Nous étions en présence d’une grosse et ancienne serrure avec une clef à moitié tournée de l’intérieur. Dans les films, ils utilisent la technique de la feuille de papier qu’on glisse sous la porte. Cela tombe au bon endroit, et il n’y a plus qu’à tirer pour récupérer le tout. Encore faut-il qu’il y ait assez de place sous la porte.
— Comme dans MacGyver ! s’exclama Maman en pouffant.
— Chhhut… C’est quoi MacGyver ?
— Un gars dans une série, il bricolait toujours des trucs à partir de trois fois rien.
Les ronflements sonores s’échappant de la chambre couvraient nos petits bruits, mais nous n’en menions pas large.
Maman se chargea d’aller chercher une feuille qu’elle glissa sous la porte, puis je tentai de faire tomber la clef au moyen d’un petit couteau de poche que j’avais toujours sur moi quand je partais en forêt. Hélas, comme elle était à moitié tournée dans la serrure, il me fut impossible de la récupérer.
— Et là, il ferait quoi, MacGyver ? demandai-je pour la forme.
— Ben, je sais pas. Il faisait des trucs scientifiques. Alors qu’est-ce qu’on a ? Une grosse clef en fer.
— Un aimant ? En trouver un avec cette forme-là… Ça ne me semble pas bien évident.
— Un tournevis aimanté, fit ma mère.
— Bingo !
Nous étions vraiment deux grandes gamines.
Dans la grange, je farfouillai dans le capharnaüm sur l’établi de mon père et y trouvai plusieurs tailles de tournevis, tous aimantés. J’en saisis deux ou trois de tailles différentes que je fourrai dans mes poches et gardai le plus petit en main.

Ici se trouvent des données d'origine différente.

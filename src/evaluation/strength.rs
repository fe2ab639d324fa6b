use super::evaluator::Evaluator;
use super::kicks::Kickers;
use super::ranking::Ranking;
use crate::cards::hand::Hand;

/// A hand's strength.
///
/// Ordered by [`Ranking`] first and [`Kickers`] second, which is exactly the
/// order of the combined `u32` score: category in the high byte, tie-break in
/// the low 20 bits. Hot loops compare the `u32`.
#[derive(Debug, Default, Clone, Copy, Hash, Eq, PartialEq, PartialOrd, Ord)]
pub struct Strength {
    ranking: Ranking,
    kicks: Kickers,
}

impl Strength {
    pub const SHIFT: u32 = 24;

    pub fn ranking(&self) -> Ranking {
        self.ranking
    }
    pub fn kicks(&self) -> Kickers {
        self.kicks
    }
}

/// evaluate any set of 5 to 7 cards
impl From<Hand> for Strength {
    fn from(hand: Hand) -> Self {
        Self::from(Evaluator::from(hand))
    }
}

impl From<(Ranking, Kickers)> for Strength {
    fn from((ranking, kicks): (Ranking, Kickers)) -> Self {
        Self { ranking, kicks }
    }
}

/// combined score isomorphism
impl From<Strength> for u32 {
    fn from(s: Strength) -> Self {
        (u8::from(s.ranking) as u32) << Strength::SHIFT | u32::from(s.kicks)
    }
}
impl From<u32> for Strength {
    fn from(n: u32) -> Self {
        Self {
            ranking: Ranking::from((n >> Strength::SHIFT) as u8),
            kicks: Kickers::from(n & ((1 << Strength::SHIFT) - 1)),
        }
    }
}

impl std::fmt::Display for Strength {
    fn fmt(&self, f: &mut std::fmt::Formatter) -> std::fmt::Result {
        write!(f, "{:<14}", self.ranking.to_string())?;
        for rank in self.kicks.ranks(self.ranking) {
            write!(f, "{} ", rank)?;
        }
        Ok(())
    }
}

impl serde::Serialize for Strength {
    fn serialize<S>(&self, serializer: S) -> Result<S::Ok, S::Error>
    where
        S: serde::Serializer,
    {
        let ranks = self
            .kicks
            .ranks(self.ranking)
            .iter()
            .map(|r| r.to_string())
            .collect::<Vec<String>>()
            .join(" ");
        serializer.collect_str(&format!("{} {}", self.ranking, ranks))
    }
}

#[cfg(test)]
mod tests {
    use super::*;
    use crate::cards::card::Card;

    fn strength(s: &str) -> Strength {
        Strength::from(Hand::from(Card::parse(s).unwrap().as_slice()))
    }

    #[test]
    fn bijective_u32() {
        let s = strength("As Ah Kd Qc Js 4d 2h");
        assert_eq!(s, Strength::from(u32::from(s)));
    }

    #[test]
    fn combined_score_agrees_with_ord() {
        let a = strength("2c 3d 4h 5s 7c");
        let b = strength("2c 2d 4h 5s 7c");
        let c = strength("Ac Kd Qh Js 9c");
        assert!(a < c && c < b);
        assert!(u32::from(a) < u32::from(c) && u32::from(c) < u32::from(b));
    }

    #[test]
    fn display_wheel_as_five_high() {
        assert_eq!(strength("As 2h 3d 4c 5s").to_string().trim_end(), "Straight      5");
    }
}
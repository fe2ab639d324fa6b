use crate::Error;

#[derive(Debug, Default, Clone, Copy, Hash, PartialEq, Eq, PartialOrd, Ord)]
pub enum Suit {
    #[default]
    Club = 0,
    Diamond = 1,
    Heart = 2,
    Spade = 3,
}

impl Suit {
    pub const fn all() -> [Self; 4] {
        [Suit::Club, Suit::Diamond, Suit::Heart, Suit::Spade]
    }

    /// one of 1, 2, 4, 8. five cards share a suit
    /// iff the AND of their masks is nonzero
    pub const fn mask(&self) -> u32 {
        1 << (*self as u8)
    }

    pub const fn name(&self) -> &'static str {
        match self {
            Suit::Club => "Club",
            Suit::Diamond => "Diamond",
            Suit::Heart => "Heart",
            Suit::Spade => "Spade",
        }
    }
}

impl From<u8> for Suit {
    fn from(n: u8) -> Suit {
        match n {
            0 => Suit::Club,
            1 => Suit::Diamond,
            2 => Suit::Heart,
            3 => Suit::Spade,
            _ => panic!("Invalid suit"),
        }
    }
}
impl From<Suit> for u8 {
    fn from(s: Suit) -> u8 {
        s as u8
    }
}

/// char parsing, case-insensitive
impl TryFrom<char> for Suit {
    type Error = Error;
    fn try_from(c: char) -> Result<Self, Self::Error> {
        match c.to_ascii_lowercase() {
            'c' => Ok(Suit::Club),
            'd' => Ok(Suit::Diamond),
            'h' => Ok(Suit::Heart),
            's' => Ok(Suit::Spade),
            _ => Err(Error::InvalidCard(format!("unknown suit '{}'", c))),
        }
    }
}

impl std::fmt::Display for Suit {
    fn fmt(&self, f: &mut std::fmt::Formatter) -> std::fmt::Result {
        write!(
            f,
            "{}",
            match self {
                Suit::Club => "c",
                Suit::Diamond => "d",
                Suit::Heart => "h",
                Suit::Spade => "s",
            }
        )
    }
}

Je retournai à la pièce de ferronnerie. La maniabilité de l’outil me fut bien plus utile que son aimantation : la lame de couteau, toute fine qu’elle fût, ne m’aurait jamais permis de trifouiller la serrure de cette manière. J’attrapai le bord de la clef, la fis tourner et… cling, elle fut au sol. Trop forte, la fille ! Malheureusement, lorsque nous retirâmes le papier, nous constatâmes qu’elle n’était pas tombée dessus, mais à côté. Elle avait dû rebondir.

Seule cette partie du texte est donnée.